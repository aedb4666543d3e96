//! Response engine - one pure function per command kind.
//!
//! Every function is deterministic in its inputs. Results carry a
//! human-readable `summary` that the transport layer echoes as the response.

use crate::command::{CommandKind, RoutedCommand};
use crate::error::{KrantheonError, Result};
use crate::text::parse_int;
use serde::{Deserialize, Serialize};

/// Guidance returned when no rule matched
pub const UNRECOGNIZED_SUMMARY: &str = "Command not recognized. Try: 'investigate 8.8.8.8', \
'show critical alerts', 'risk score 1.1.1.1', or 'compliance report'.";

/// Active alert counts per severity
const ALERT_COUNTS: [(&str, u32); 5] = [
    ("critical", 7),
    ("high", 12),
    ("medium", 18),
    ("low", 4),
    ("all", 37),
];

/// Count reported for severities outside the table
const DEFAULT_ALERT_COUNT: u32 = 7;

const SOC2_POLICIES: u32 = 247;

#[derive(Debug, Clone, PartialEq, Serialize, Deserialize)]
pub struct IpInvestigation {
    pub ip: String,
    pub risk_score: f64,
    pub threats_detected: i64,
    pub summary: String,
}

#[derive(Debug, Clone, PartialEq, Serialize, Deserialize)]
pub struct AlertSummary {
    pub severity: String,
    pub active_alerts: u32,
    pub summary: String,
}

#[derive(Debug, Clone, Copy, PartialEq, Eq, Serialize, Deserialize)]
#[serde(rename_all = "lowercase")]
pub enum RiskLevel {
    Low,
    Medium,
    High,
    Critical,
}

impl RiskLevel {
    /// Thresholds are inclusive lower bounds, checked from the top down
    pub fn from_score(score: f64) -> Self {
        if score >= 0.8 {
            Self::Critical
        } else if score >= 0.6 {
            Self::High
        } else if score >= 0.4 {
            Self::Medium
        } else {
            Self::Low
        }
    }

    pub fn as_str(&self) -> &'static str {
        match self {
            Self::Low => "low",
            Self::Medium => "medium",
            Self::High => "high",
            Self::Critical => "critical",
        }
    }
}

impl std::fmt::Display for RiskLevel {
    fn fmt(&self, f: &mut std::fmt::Formatter<'_>) -> std::fmt::Result {
        write!(f, "{}", self.as_str())
    }
}

#[derive(Debug, Clone, PartialEq, Serialize, Deserialize)]
pub struct RiskAssessment {
    pub ip: String,
    pub score: f64,
    pub level: RiskLevel,
    pub summary: String,
}

#[derive(Debug, Clone, PartialEq, Serialize, Deserialize)]
pub struct ComplianceSummary {
    pub soc2_policies_total: u32,
    pub soc2_policies_passed: u32,
    pub suspensions: u32,
    pub summary: String,
}

#[derive(Debug, Clone, PartialEq, Serialize, Deserialize)]
pub struct Unrecognized {
    pub summary: String,
}

/// Output of exactly one engine function. Serializes as the bare field map.
#[derive(Debug, Clone, PartialEq, Serialize)]
#[serde(untagged)]
pub enum ResultRecord {
    IpInvestigation(IpInvestigation),
    AlertSummary(AlertSummary),
    RiskAssessment(RiskAssessment),
    ComplianceSummary(ComplianceSummary),
    Unrecognized(Unrecognized),
}

impl ResultRecord {
    pub fn summary(&self) -> &str {
        match self {
            Self::IpInvestigation(r) => &r.summary,
            Self::AlertSummary(r) => &r.summary,
            Self::RiskAssessment(r) => &r.summary,
            Self::ComplianceSummary(r) => &r.summary,
            Self::Unrecognized(r) => &r.summary,
        }
    }
}

/// Run the engine function for a routed command
pub fn dispatch(routed: &RoutedCommand) -> Result<ResultRecord> {
    let record = match routed.kind {
        CommandKind::InvestigateIp => {
            ResultRecord::IpInvestigation(investigate_ip(require(routed, "ip")?)?)
        }
        CommandKind::ShowAlerts => {
            ResultRecord::AlertSummary(show_alerts(require(routed, "severity")?))
        }
        CommandKind::RiskScore => ResultRecord::RiskAssessment(risk_score(require(routed, "ip")?)?),
        CommandKind::ComplianceReport => ResultRecord::ComplianceSummary(compliance_report()),
        CommandKind::Unknown => ResultRecord::Unrecognized(unrecognized()),
    };
    Ok(record)
}

fn require<'a>(routed: &'a RoutedCommand, key: &str) -> Result<&'a str> {
    routed.param(key).ok_or_else(|| {
        KrantheonError::Parameter(format!("{} requires parameter '{}'", routed.kind, key))
    })
}

pub fn investigate_ip(ip: &str) -> Result<IpInvestigation> {
    let last = last_octet(ip)?;
    let risk = round2(last.rem_euclid(10) as f64 / 10.0);
    let threats = last.rem_euclid(5);
    Ok(IpInvestigation {
        ip: ip.to_string(),
        risk_score: risk,
        threats_detected: threats,
        summary: format!(
            "IP {} analyzed. {} threat indicators. Risk {}.",
            ip,
            threats,
            format_decimal(risk)
        ),
    })
}

pub fn show_alerts(severity: &str) -> AlertSummary {
    let count = ALERT_COUNTS
        .iter()
        .find(|(name, _)| *name == severity)
        .map_or(DEFAULT_ALERT_COUNT, |(_, count)| *count);
    AlertSummary {
        severity: severity.to_string(),
        active_alerts: count,
        summary: format!("{} alerts: {} active.", title_case(severity), count),
    }
}

pub fn risk_score(ip: &str) -> Result<RiskAssessment> {
    let last = last_octet(ip)?;
    let score = round2(last.rem_euclid(7) as f64 / 10.0 + 0.3);
    let level = RiskLevel::from_score(score);
    Ok(RiskAssessment {
        ip: ip.to_string(),
        score,
        level,
        summary: format!(
            "Risk score for {}: {} ({}).",
            ip,
            format_decimal(score),
            level
        ),
    })
}

pub fn compliance_report() -> ComplianceSummary {
    ComplianceSummary {
        soc2_policies_total: SOC2_POLICIES,
        soc2_policies_passed: SOC2_POLICIES,
        suspensions: 0,
        summary: "Compliance 100%. 247 SOC2 policies passed. 0 suspensions.".to_string(),
    }
}

pub fn unrecognized() -> Unrecognized {
    Unrecognized {
        summary: UNRECOGNIZED_SUMMARY.to_string(),
    }
}

/// Integer value of the last dot-separated segment. Digits from any script
/// count, matching what the router's `\d` accepts.
fn last_octet(ip: &str) -> Result<i64> {
    let segment = ip.rsplit('.').next().unwrap_or(ip);
    parse_int(segment).ok_or_else(|| {
        KrantheonError::Parameter(format!(
            "invalid IP '{}': last segment '{}' is not an integer",
            ip,
            segment.trim()
        ))
    })
}

fn round2(value: f64) -> f64 {
    (value * 100.0).round() / 100.0
}

/// Render a float the way summaries expect: `0.8`, `0.45`, and `0.0` (not `0`)
pub fn format_decimal(value: f64) -> String {
    if value.is_finite() && value.fract() == 0.0 {
        format!("{:.1}", value)
    } else {
        format!("{}", value)
    }
}

/// Upper-case the first letter of each alphabetic run, lower-case the rest
fn title_case(text: &str) -> String {
    let mut out = String::with_capacity(text.len());
    let mut in_word = false;
    for c in text.chars() {
        if c.is_alphabetic() {
            if in_word {
                out.extend(c.to_lowercase());
            } else {
                out.extend(c.to_uppercase());
            }
            in_word = true;
        } else {
            out.push(c);
            in_word = false;
        }
    }
    out
}

#[cfg(test)]
mod tests {
    use super::*;
    use crate::router::route;

    #[test]
    fn test_investigate_ip() {
        let result = investigate_ip("8.8.8.8").unwrap();
        assert_eq!(result.risk_score, 0.8);
        assert_eq!(result.threats_detected, 3);
        assert_eq!(
            result.summary,
            "IP 8.8.8.8 analyzed. 3 threat indicators. Risk 0.8."
        );
    }

    #[test]
    fn test_investigate_ip_zero_risk_keeps_decimal() {
        let result = investigate_ip("10.0.0.10").unwrap();
        assert_eq!(result.risk_score, 0.0);
        assert_eq!(result.threats_detected, 0);
        assert!(result.summary.ends_with("Risk 0.0."));
    }

    #[test]
    fn test_investigate_ip_out_of_range_octet() {
        let result = investigate_ip("1.2.3.999").unwrap();
        assert_eq!(result.risk_score, 0.9);
        assert_eq!(result.threats_detected, 4);
    }

    #[test]
    fn test_investigate_ip_rejects_non_numeric() {
        let err = investigate_ip("1.2.3.x").unwrap_err();
        assert!(matches!(err, KrantheonError::Parameter(_)));
        assert!(investigate_ip("").is_err());
    }

    #[test]
    fn test_investigate_ip_other_script_digits() {
        let result = investigate_ip("\u{668}.\u{668}.\u{668}.\u{668}").unwrap();
        assert_eq!(result.risk_score, 0.8);
        assert_eq!(result.threats_detected, 3);

        let routed = route("investigate \u{668}.\u{668}.\u{668}.\u{668}");
        assert_eq!(dispatch(&routed).unwrap().summary(), result.summary);
    }

    #[test]
    fn test_risk_score_fullwidth_digits() {
        let result = risk_score("\u{ff18}.\u{ff18}.\u{ff18}.\u{ff18}").unwrap();
        assert_eq!(result.score, 0.4);
        assert_eq!(result.level, RiskLevel::Medium);
    }

    #[test]
    fn test_octet_overflow_is_parameter_error() {
        let err = risk_score("1.1.1.99999999999999999999").unwrap_err();
        assert!(matches!(err, KrantheonError::Parameter(_)));
    }

    #[test]
    fn test_negative_octet_uses_non_negative_remainder() {
        let result = investigate_ip("-3").unwrap();
        assert_eq!(result.risk_score, 0.7);
        assert_eq!(result.threats_detected, 2);
    }

    #[test]
    fn test_show_alerts_table() {
        assert_eq!(show_alerts("critical").active_alerts, 7);
        assert_eq!(show_alerts("high").active_alerts, 12);
        assert_eq!(show_alerts("medium").active_alerts, 18);
        assert_eq!(show_alerts("low").active_alerts, 4);
        assert_eq!(show_alerts("all").active_alerts, 37);
        assert_eq!(show_alerts("critical").summary, "Critical alerts: 7 active.");
    }

    #[test]
    fn test_show_alerts_unknown_severity_defaults() {
        let result = show_alerts("spicy");
        assert_eq!(result.severity, "spicy");
        assert_eq!(result.active_alerts, 7);
        assert_eq!(result.summary, "Spicy alerts: 7 active.");
    }

    #[test]
    fn test_risk_score_levels() {
        let cases = [
            ("1.1.1.0", 0.3, RiskLevel::Low),
            ("1.1.1.1", 0.4, RiskLevel::Medium),
            ("1.1.1.2", 0.5, RiskLevel::Medium),
            ("1.1.1.3", 0.6, RiskLevel::High),
            ("1.1.1.4", 0.7, RiskLevel::High),
            ("1.1.1.5", 0.8, RiskLevel::Critical),
            ("1.1.1.6", 0.9, RiskLevel::Critical),
            ("1.1.1.7", 0.3, RiskLevel::Low),
        ];
        for (ip, score, level) in cases {
            let result = risk_score(ip).unwrap();
            assert_eq!(result.score, score, "{}", ip);
            assert_eq!(result.level, level, "{}", ip);
        }
    }

    #[test]
    fn test_risk_score_summary() {
        let result = risk_score("1.1.1.1").unwrap();
        assert_eq!(result.summary, "Risk score for 1.1.1.1: 0.4 (medium).");
    }

    #[test]
    fn test_compliance_report_is_constant() {
        let report = compliance_report();
        assert_eq!(report.soc2_policies_total, 247);
        assert_eq!(report.soc2_policies_passed, 247);
        assert_eq!(report.suspensions, 0);
        assert_eq!(report, compliance_report());
    }

    #[test]
    fn test_dispatch_follows_route() {
        let record = dispatch(&route("show high alerts")).unwrap();
        assert_eq!(record.summary(), "High alerts: 12 active.");

        let record = dispatch(&route("play some music")).unwrap();
        assert_eq!(record.summary(), UNRECOGNIZED_SUMMARY);
    }

    #[test]
    fn test_dispatch_missing_parameter() {
        let mut routed = route("investigate 8.8.8.8");
        routed.parameters.clear();
        assert!(matches!(dispatch(&routed), Err(KrantheonError::Parameter(_))));
    }

    #[test]
    fn test_record_serializes_as_plain_map() {
        let record = ResultRecord::RiskAssessment(risk_score("9.9.9.3").unwrap());
        let value = serde_json::to_value(&record).unwrap();
        assert_eq!(value["level"], "high");
        assert_eq!(value["score"], 0.6);
        assert!(value.get("RiskAssessment").is_none());
    }

    #[test]
    fn test_format_decimal() {
        assert_eq!(format_decimal(0.0), "0.0");
        assert_eq!(format_decimal(1.0), "1.0");
        assert_eq!(format_decimal(0.8), "0.8");
        assert_eq!(format_decimal(0.45), "0.45");
    }

    #[test]
    fn test_title_case() {
        assert_eq!(title_case("critical"), "Critical");
        assert_eq!(title_case("ALL"), "All");
        assert_eq!(title_case("two words"), "Two Words");
    }
}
☆ ☆ ☆ ☆ ☆ ☆ ☆
EXERCISE DIRECTIONS: Wherever the string "suspensions" appears in a line of the records above, copy that line.

EXERCISE SOLUTION:
    pub suspensions: u32,
        suspensions: 0,
        summary: "Compliance 100%. 247 SOC2 policies passed. 0 suspensions.".to_string(),
        assert_eq!(report.suspensions, 0);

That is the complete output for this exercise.